BACKGROUND AND OBJECTIVES: The rising popularity of new-generation electronic cigarettes (e-cig) like JUUL necessitates a better understanding of their impact on respiratory and other body systems, as the effects of JUUL's components remain unclear. This study aimed to investigate the effects of JUUL components on ion channels and airway surface liquid (ASL) height in human bronchial epithelial cells (HBECs). Furthermore, the cytotoxic effects of these components were investigated in human embryonic kidney 293T (HEK293T) cells.
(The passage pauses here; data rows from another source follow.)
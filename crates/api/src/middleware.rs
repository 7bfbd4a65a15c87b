//! Application state and request middleware.

use std::time::Duration;

use axum::{
    extract::{Request, State},
    http::HeaderValue,
    middleware::Next,
    response::Response,
};
use posts_common::RequestContext;
use posts_core::{CommentService, LikeService, PostService};
use uuid::Uuid;

/// Header carrying the request id in both directions.
pub const REQUEST_ID_HEADER: &str = "x-request-id";

/// Application state.
#[derive(Clone)]
pub struct AppState {
    pub post_service: PostService,
    pub like_service: LikeService,
    pub comment_service: CommentService,
    pub request_timeout: Duration,
}

/// Attach a [`RequestContext`] to every request.
///
/// The inbound `X-Request-Id` is reused when it is a UUID. The context is
/// cancelled when the request finishes or the client goes away.
pub async fn request_context(
    State(state): State<AppState>,
    mut request: Request,
    next: Next,
) -> Response {
    let inbound = request
        .headers()
        .get(REQUEST_ID_HEADER)
        .and_then(|value| value.to_str().ok())
        .and_then(|value| Uuid::parse_str(value).ok());

    let mut ctx = RequestContext::with_timeout(state.request_timeout);
    if let Some(request_id) = inbound {
        ctx = ctx.with_request_id(request_id);
    }
    let request_id = ctx.request_id();
    let _cancel_on_drop = ctx.cancellation_token().clone().drop_guard();

    request.extensions_mut().insert(ctx);
    let mut response = next.run(request).await;

    if let Ok(value) = HeaderValue::from_str(&request_id.to_string()) {
        response.headers_mut().insert(REQUEST_ID_HEADER, value);
    }
    response
}
//! User directory client.

use std::sync::Arc;
use std::time::Duration;

use async_trait::async_trait;
use posts_common::{AppError, AppResult, RequestContext};
use serde::{Deserialize, Serialize};

/// Profile attributes this service needs from the user directory.
#[derive(Debug, Clone, Default, PartialEq, Eq, Serialize, Deserialize)]
pub struct UserProfile {
    #[serde(default, rename = "auth0Id", alias = "Auth0ID", alias = "authId")]
    pub auth_id: String,
    #[serde(default, alias = "Username")]
    pub username: String,
}

/// Looks users up by numeric id.
#[async_trait]
pub trait UserDirectory: Send + Sync {
    async fn get_user(&self, ctx: &RequestContext, user_id: i64) -> AppResult<UserProfile>;
}

/// Type alias for a shared user directory.
pub type UserDirectoryRef = Arc<dyn UserDirectory>;

/// HTTP user directory client.
#[derive(Clone)]
pub struct RestUserDirectory {
    http_client: reqwest::Client,
    base_url: String,
    timeout: Duration,
}

impl RestUserDirectory {
    /// Client for the user directory at `base_url`.
    #[must_use]
    pub fn new(
        http_client: reqwest::Client,
        base_url: impl Into<String>,
        timeout: Duration,
    ) -> Self {
        Self {
            http_client,
            base_url: base_url.into(),
            timeout,
        }
    }

    fn user_url(&self, user_id: i64) -> String {
        format!("{}/users/{user_id}", self.base_url.trim_end_matches('/'))
    }

    async fn fetch(&self, user_id: i64) -> AppResult<UserProfile> {
        let response = self
            .http_client
            .get(self.user_url(user_id))
            .send()
            .await
            .map_err(|e| AppError::Upstream(format!("user lookup failed: {e}")))?;

        let status = response.status();
        if status == reqwest::StatusCode::NOT_FOUND {
            return Err(AppError::NotFound(format!("User {user_id}")));
        }
        if !status.is_success() {
            return Err(AppError::Upstream(format!(
                "user directory answered {status}"
            )));
        }

        response
            .json::<UserProfile>()
            .await
            .map_err(|e| AppError::Upstream(format!("invalid user response: {e}")))
    }
}

#[async_trait]
impl UserDirectory for RestUserDirectory {
    async fn get_user(&self, ctx: &RequestContext, user_id: i64) -> AppResult<UserProfile> {
        ctx.bounded("user lookup", self.timeout, self.fetch(user_id))
            .await
    }
}
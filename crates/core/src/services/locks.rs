//! Per-post mutual exclusion.
//!
//! Like events on the same post read the like set and then write counters.
//! Holding a [`PostGuard`] across that span serializes them within this
//! process.

use std::collections::HashMap;
use std::sync::{Arc, Mutex, PoisonError};

use tokio::sync::OwnedMutexGuard;

type LockMap = HashMap<i64, Arc<tokio::sync::Mutex<()>>>;

/// Registry of per-post async mutexes.
#[derive(Clone, Default)]
pub struct PostLocks {
    inner: Arc<Mutex<LockMap>>,
}

impl PostLocks {
    /// Empty lock table.
    #[must_use]
    pub fn new() -> Self {
        Self::default()
    }

    /// Wait for exclusive access to `post_id`.
    pub async fn lock(&self, post_id: i64) -> PostGuard {
        let entry = {
            let mut map = self.inner.lock().unwrap_or_else(PoisonError::into_inner);
            map.entry(post_id).or_default().clone()
        };

        PostGuard {
            post_id,
            locks: self.inner.clone(),
            guard: Some(entry.lock_owned().await),
        }
    }

    /// Number of posts with a live lock entry.
    #[must_use]
    pub fn len(&self) -> usize {
        self.inner
            .lock()
            .unwrap_or_else(PoisonError::into_inner)
            .len()
    }

    /// Whether no post is currently locked.
    #[must_use]
    pub fn is_empty(&self) -> bool {
        self.len() == 0
    }
}

/// Exclusive access to one post. The entry is removed once nobody holds or
/// waits for it.
pub struct PostGuard {
    post_id: i64,
    locks: Arc<Mutex<LockMap>>,
    guard: Option<OwnedMutexGuard<()>>,
}

impl Drop for PostGuard {
    fn drop(&mut self) {
        drop(self.guard.take());

        let mut map = self.locks.lock().unwrap_or_else(PoisonError::into_inner);
        if map
            .get(&self.post_id)
            .is_some_and(|entry| Arc::strong_count(entry) == 1)
        {
            map.remove(&self.post_id);
        }
    }
}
MATERIALS AND METHODS: The components tested included nicotine salt (NicSalt), benzoic acid (BA), sodium hydrogen tartrate (NaTar), propylene glycol/vegetable glycerin (PG/VG), freebase nicotine (FBNic) and nicotine salt+benzoic acid (NicSalt+BA). Each component was prepared at 100 µM, and HBECs were exposed for 24 h to measure ASL height, short-circuit current (I(sc)), and transepithelial electrical resistance (TEER). RESULTS: Initial exposure (0 h) to these substances did not significantly alter ASL height. However, after 2 h, FBNic-treated HBECs exhibited a significant reduction in ASL height compared to NicSalt and other tested substances, with the most pronounced decrease observed at the 6th hour. This effect persisted over prolonged exposure, suggesting a cumulative impact on airway hydration and epithelial function. Additionally, adenosine administration did not induce a significant increase in ASL height. NicSalt, BA, and FBNic were found to disrupt ion balance in HBECs, affecting ion channels and ASL homeostasis while significantly decreasing TEER. In terms of cytotoxicity, NicSalt, and benzoic acid demonstrated minimal cytotoxicity at low concentrations, whereas FBNic showed significantly higher cytotoxicity at moderate levels. CONCLUSIONS: In conclusion, this study highlights that e-cigarette components can disrupt airway surface liquid homeostasis by affecting ion channel activity, compromise epithelial barrier integrity by reducing transepithelial electrical resistance, and emphasize the importance of their cytotoxic effects.